What the task asks:
Return exactly the lines of the records below, starting at the line that contains "API key 被遮盖" and ending at the line that contains "s.api_key = mask_secret(&s.api_key);", with both of those lines kept.

Dataset extract:

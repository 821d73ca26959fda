//! 通知配置
//!
//! 配置读取优先级：
//! 1. 环境变量
//! 2. 配置文件 `~/.config/omp-gotify-notify/config.json`（JSON 对象，键名与环境变量相同）
//!
//! 任何解析失败都回退到默认值，不会报错。

use anyhow::{anyhow, Result};
use serde::Serialize;
use std::collections::HashMap;
use std::fs;
use std::path::{Path, PathBuf};
use tracing::debug;

pub const DEFAULT_TITLE: &str = "OMP";
pub const DEFAULT_MAX_CHARS: i64 = 280;
pub const DEFAULT_HEAD: i64 = 50;
pub const DEFAULT_TAIL: i64 = 50;
pub const DEFAULT_DEDUP_WINDOW_SEC: i64 = 15;
pub const DEFAULT_SUMMARIZER_TIMEOUT_SEC: i64 = 120;
pub const DEFAULT_SUMMARIZER_MAX_INPUT_CHARS: i64 = 5000;

/// Gotify token 的候选来源，按顺序取第一个非空值
const GOTIFY_TOKEN_KEYS: &[&str] = &[
    "GOTIFY_TOKEN_FOR_OMP",
    "GOTIFY_TOKEN_FOR_OPENCODE",
    "GOTIFY_TOKEN_FOR_CODEX",
];

/// 摘要服务配置（模型、地址、密钥三者齐全才启用）
#[derive(Debug, Clone, PartialEq, Serialize)]
pub struct SummarizerConfig {
    pub model: String,
    /// 不带结尾 `/` 的 base URL
    pub endpoint: String,
    pub api_key: String,
    pub timeout_secs: u64,
    pub max_input_chars: i64,
}

/// 全局通知配置，启动时加载一次，之后只读
#[derive(Debug, Clone, PartialEq, Serialize)]
pub struct NotifyConfig {
    /// Gotify base URL，不带结尾 `/`
    pub gotify_url: String,
    pub gotify_token: String,
    pub title: String,
    pub max_chars: i64,
    pub head: i64,
    pub tail: i64,
    pub notify_complete: bool,
    pub notify_error: bool,
    pub notify_question: bool,
    pub dedup_window_secs: i64,
    pub summarizer: Option<SummarizerConfig>,
}

impl Default for NotifyConfig {
    fn default() -> Self {
        Self::from_lookup(|_| None)
    }
}

impl NotifyConfig {
    /// 从环境变量和配置文件加载
    pub fn load() -> Self {
        let file_values = default_config_path()
            .map(|path| {
                load_config_file(&path).unwrap_or_else(|e| {
                    debug!(path = %path.display(), error = %e, "Ignoring unreadable config file");
                    HashMap::new()
                })
            })
            .unwrap_or_default();

        Self::from_lookup(|key| {
            std::env::var(key)
                .ok()
                .filter(|v| !v.trim().is_empty())
                .or_else(|| file_values.get(key).cloned())
        })
    }

    /// 从任意 key/value 来源构建配置
    pub fn from_lookup<F>(lookup: F) -> Self
    where
        F: Fn(&str) -> Option<String>,
    {
        let get = |key: &str| lookup(key).map(|v| v.trim().to_string()).unwrap_or_default();
        let get_int = |key: &str, default: i64| parse_int(&get(key)).unwrap_or(default);
        let get_bool = |key: &str, default: bool| parse_bool(&get(key)).unwrap_or(default);

        let gotify_token = GOTIFY_TOKEN_KEYS
            .iter()
            .map(|&key| get(key))
            .find(|v| !v.is_empty())
            .unwrap_or_default();

        let title = match get("OMP_NOTIFY_TITLE") {
            t if t.is_empty() => DEFAULT_TITLE.to_string(),
            t => t,
        };

        let model = get("GOTIFY_NOTIFY_SUMMARIZER_MODEL");
        let endpoint = normalize_base(&get("GOTIFY_NOTIFY_SUMMARIZER_ENDPOINT"));
        let api_key = get("GOTIFY_NOTIFY_SUMMARIZER_API_KEY");
        let summarizer = if model.is_empty() || endpoint.is_empty() || api_key.is_empty() {
            None
        } else {
            Some(SummarizerConfig {
                model,
                endpoint,
                api_key,
                timeout_secs: get_int(
                    "OMP_NOTIFY_SUMMARIZER_TIMEOUT_SEC",
                    DEFAULT_SUMMARIZER_TIMEOUT_SEC,
                )
                .max(1) as u64,
                max_input_chars: get_int(
                    "OMP_NOTIFY_SUMMARIZER_MAX_INPUT_CHARS",
                    DEFAULT_SUMMARIZER_MAX_INPUT_CHARS,
                )
                .max(1),
            })
        };

        Self {
            gotify_url: normalize_base(&get("GOTIFY_URL")),
            gotify_token,
            title,
            max_chars: get_int("OMP_NOTIFY_MAX_CHARS", DEFAULT_MAX_CHARS).max(1),
            head: get_int("OMP_NOTIFY_HEAD", DEFAULT_HEAD).max(0),
            tail: get_int("OMP_NOTIFY_TAIL", DEFAULT_TAIL).max(0),
            notify_complete: get_bool("OMP_NOTIFY_COMPLETE", true),
            notify_error: get_bool("OMP_NOTIFY_ERROR", true),
            notify_question: get_bool("OMP_NOTIFY_QUESTION", true),
            dedup_window_secs: get_int("OMP_NOTIFY_DEDUP_WINDOW_SEC", DEFAULT_DEDUP_WINDOW_SEC)
                .max(0),
            summarizer,
        }
    }

    /// 用于展示的副本，token 和 API key 被遮盖
    pub fn masked(&self) -> Self {
        let mut out = self.clone();
        out.gotify_token = mask_secret(&out.gotify_token);
        if let Some(s) = out.summarizer.as_mut() {
            s.api_key = mask_secret(&s.api_key);
        }
        out
    }
}

/// 默认配置文件路径
pub fn default_config_path() -> Option<PathBuf> {
    dirs::home_dir().map(|home| home.join(".config/omp-gotify-notify/config.json"))
}

/// 读取 JSON 配置文件；字符串、数字和布尔值都按字符串收集
pub fn load_config_file(path: &Path) -> Result<HashMap<String, String>> {
    if !path.exists() {
        return Ok(HashMap::new());
    }
    let content = fs::read_to_string(path)?;
    let value: serde_json::Value = serde_json::from_str(&content)?;
    let object = value
        .as_object()
        .ok_or_else(|| anyhow!("config file is not a JSON object: {}", path.display()))?;

    let values: HashMap<String, String> = object
        .iter()
        .filter_map(|(k, v)| {
            let s = match v {
                serde_json::Value::String(s) => s.clone(),
                serde_json::Value::Number(n) => n.to_string(),
                serde_json::Value::Bool(b) => b.to_string(),
                _ => return None,
            };
            Some((k.clone(), s))
        })
        .collect();

    debug!(path = %path.display(), keys = values.len(), "Loaded config file");
    Ok(values)
}

/// 去掉结尾的单个 `/`
pub fn normalize_base(url: &str) -> String {
    let url = url.trim();
    url.strip_suffix('/').unwrap_or(url).to_string()
}

fn parse_int(raw: &str) -> Option<i64> {
    raw.parse::<i64>().ok()
}

/// 空值返回 None（使用默认值）；`1/true/yes/on` 为 true，其余非空值为 false
fn parse_bool(raw: &str) -> Option<bool> {
    if raw.is_empty() {
        return None;
    }
    let lower = raw.to_lowercase();
    Some(matches!(lower.as_str(), "1" | "true" | "yes" | "on"))
}

fn mask_secret(secret: &str) -> String {
    if secret.is_empty() {
        return String::new();
    }
    let visible: String = secret.chars().take(4).collect();
    format!("{}****", visible)
}
use std::path::PathBuf;
use std::process;

use anyhow::{Context, Result};
use clap::error::ErrorKind;
use clap::Parser;
use sigma_ecs::{transform_directory, CaselessMatch, MappingConfig, TransformError};
use tracing::{debug, Level};

#[derive(Parser)]
#[command(name = "transform_rules")]
#[command(about = "Rewrite Sigma rules to ECS field names with caseless values")]
#[command(version)]
struct Cli {
    /// Directory containing Sigma YAML rules (searched recursively)
    input_dir: PathBuf,

    /// Directory the rewritten rules are written to
    output_dir: PathBuf,

    /// YAML file with additional or replacement field mappings
    #[arg(short, long)]
    config: Option<PathBuf>,

    /// How mapped keys are tested against the caseless set (full-key, first-segment)
    #[arg(long)]
    caseless_match: Option<CaselessMatch>,

    /// Log every rewritten field to stderr
    #[arg(short, long)]
    verbose: bool,
}

fn main() {
    let cli = match Cli::try_parse() {
        Ok(cli) => cli,
        Err(err) => match err.kind() {
            ErrorKind::DisplayHelp | ErrorKind::DisplayVersion => err.exit(),
            _ => {
                let _ = err.print();
                process::exit(1);
            }
        },
    };

    init_logging(cli.verbose);

    if let Err(err) = run(cli) {
        match err.downcast_ref::<TransformError>() {
            Some(TransformError::MissingInput(path)) => {
                eprintln!("Input directory does not exist: {}", path.display());
            }
            _ => eprintln!("Error: {err:#}"),
        }
        process::exit(1);
    }
}

fn init_logging(verbose: bool) {
    let level = if verbose { Level::DEBUG } else { Level::WARN };
    tracing_subscriber::fmt()
        .with_max_level(level)
        .with_writer(std::io::stderr)
        .with_target(false)
        .init();
}

fn run(cli: Cli) -> Result<()> {
    let config = match &cli.config {
        Some(path) => MappingConfig::load(path)
            .with_context(|| format!("loading mapping config {}", path.display()))?,
        None => MappingConfig::default(),
    };
    let mut mapper = config.into_mapper();
    if let Some(caseless_match) = cli.caseless_match {
        mapper = mapper.with_caseless_match(caseless_match);
    }
    debug!(
        fields = mapper.len(),
        caseless_match = %mapper.caseless_match(),
        "Field mapper ready"
    );

    transform_directory(&cli.input_dir, &cli.output_dir, &mapper, |file| {
        println!(
            "Transforming: {} -> {}",
            file.input.display(),
            file.output.display()
        );
    })?;

    println!(
        "Done. Transformed rules written to: {}",
        cli.output_dir.display()
    );
    Ok(())
}
use crate::error::TransformError;
use crate::mapping::FieldMapper;
use crate::rule::{parse_rule_documents, rule_documents_to_yaml, transform_rule};
use std::fs;
use std::path::{Path, PathBuf};
use tracing::debug;
use walkdir::WalkDir;

const RULE_EXTENSIONS: [&str; 2] = ["yml", "yaml"];

/// A rule file and the place its rewritten copy goes
#[derive(Debug, Clone, PartialEq, Eq)]
pub struct RuleFile {
    pub input: PathBuf,
    pub output: PathBuf,
}

#[derive(Debug, Clone, Copy, Default, PartialEq, Eq)]
pub struct BatchSummary {
    pub files: usize,
    pub documents: usize,
}

pub fn is_rule_file(path: &Path) -> bool {
    path.extension()
        .and_then(|ext| ext.to_str())
        .is_some_and(|ext| {
            RULE_EXTENSIONS
                .iter()
                .any(|known| ext.eq_ignore_ascii_case(known))
        })
}

/// Lists every YAML file below `src` together with its mirrored path below
/// `dst`. Files are returned in file name order.
pub fn collect_rule_files(src: &Path, dst: &Path) -> Result<Vec<RuleFile>, TransformError> {
    if !src.is_dir() {
        return Err(TransformError::MissingInput(src.to_path_buf()));
    }

    let mut files = vec![];
    for entry in WalkDir::new(src).sort_by_file_name() {
        let entry = entry?;
        let path = entry.path();
        if !path.is_file() || !is_rule_file(path) {
            continue;
        }
        let relative = path
            .strip_prefix(src)
            .unwrap_or_else(|_| Path::new(entry.file_name()));
        files.push(RuleFile {
            input: path.to_path_buf(),
            output: dst.join(relative),
        });
    }
    Ok(files)
}

/// Rewrites a single rule file. Returns the number of documents written.
pub fn process_file(
    input: &Path,
    output: &Path,
    mapper: &FieldMapper,
) -> Result<usize, TransformError> {
    let yaml = fs::read_to_string(input).map_err(|e| TransformError::io(input, e))?;
    let documents = parse_rule_documents(&yaml).map_err(|source| TransformError::Yaml {
        path: input.to_path_buf(),
        source,
    })?;

    let transformed: Vec<_> = documents
        .iter()
        .map(|document| transform_rule(document, mapper))
        .collect();
    let serialized =
        rule_documents_to_yaml(&transformed).map_err(|source| TransformError::Serialize {
            path: output.to_path_buf(),
            source,
        })?;

    if let Some(parent) = output.parent() {
        fs::create_dir_all(parent).map_err(|e| TransformError::io(parent, e))?;
    }
    fs::write(output, serialized).map_err(|e| TransformError::io(output, e))?;

    debug!(
        input = %input.display(),
        output = %output.display(),
        documents = transformed.len(),
        "Rewrote rule file"
    );
    Ok(transformed.len())
}

/// Mirrors the rule tree below `src` into `dst`, rewriting every YAML file.
///
/// `on_file` is called before each file is processed. The first failing file
/// aborts the batch.
pub fn transform_directory<F>(
    src: &Path,
    dst: &Path,
    mapper: &FieldMapper,
    mut on_file: F,
) -> Result<BatchSummary, TransformError>
where
    F: FnMut(&RuleFile),
{
    if !src.is_dir() {
        return Err(TransformError::MissingInput(src.to_path_buf()));
    }
    fs::create_dir_all(dst).map_err(|e| TransformError::io(dst, e))?;

    let mut summary = BatchSummary::default();
    for file in collect_rule_files(src, dst)? {
        on_file(&file);
        summary.documents += process_file(&file.input, &file.output, mapper)?;
        summary.files += 1;
    }
    Ok(summary)
}
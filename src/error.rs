use std::path::PathBuf;
use thiserror::Error;

/// Errors that can occur while rewriting a rule tree.
#[derive(Debug, Error)]
pub enum TransformError {
    #[error("Input directory does not exist: {0}")]
    MissingInput(PathBuf),

    #[error("IO error on '{path}': {source}")]
    Io {
        path: PathBuf,
        #[source]
        source: std::io::Error,
    },

    #[error("Failed to parse YAML in '{path}': {source}")]
    Yaml {
        path: PathBuf,
        #[source]
        source: serde_yml::Error,
    },

    #[error("Failed to serialize rules for '{path}': {source}")]
    Serialize {
        path: PathBuf,
        #[source]
        source: serde_yml::Error,
    },

    #[error("Invalid mapping config '{path}': {source}")]
    Config {
        path: PathBuf,
        #[source]
        source: serde_yml::Error,
    },

    #[error("Failed to walk rule directory: {0}")]
    Walk(#[from] walkdir::Error),
}

impl TransformError {
    pub(crate) fn io<P: Into<PathBuf>>(path: P, source: std::io::Error) -> Self {
        Self::Io {
            path: path.into(),
            source,
        }
    }
}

Exercise output:
    /// 用于展示的副本，token 和 API key 被遮盖
    pub fn masked(&self) -> Self {
        let mut out = self.clone();
        out.gotify_token = mask_secret(&out.gotify_token);
        if let Some(s) = out.summarizer.as_mut() {
            s.api_key = mask_secret(&s.api_key);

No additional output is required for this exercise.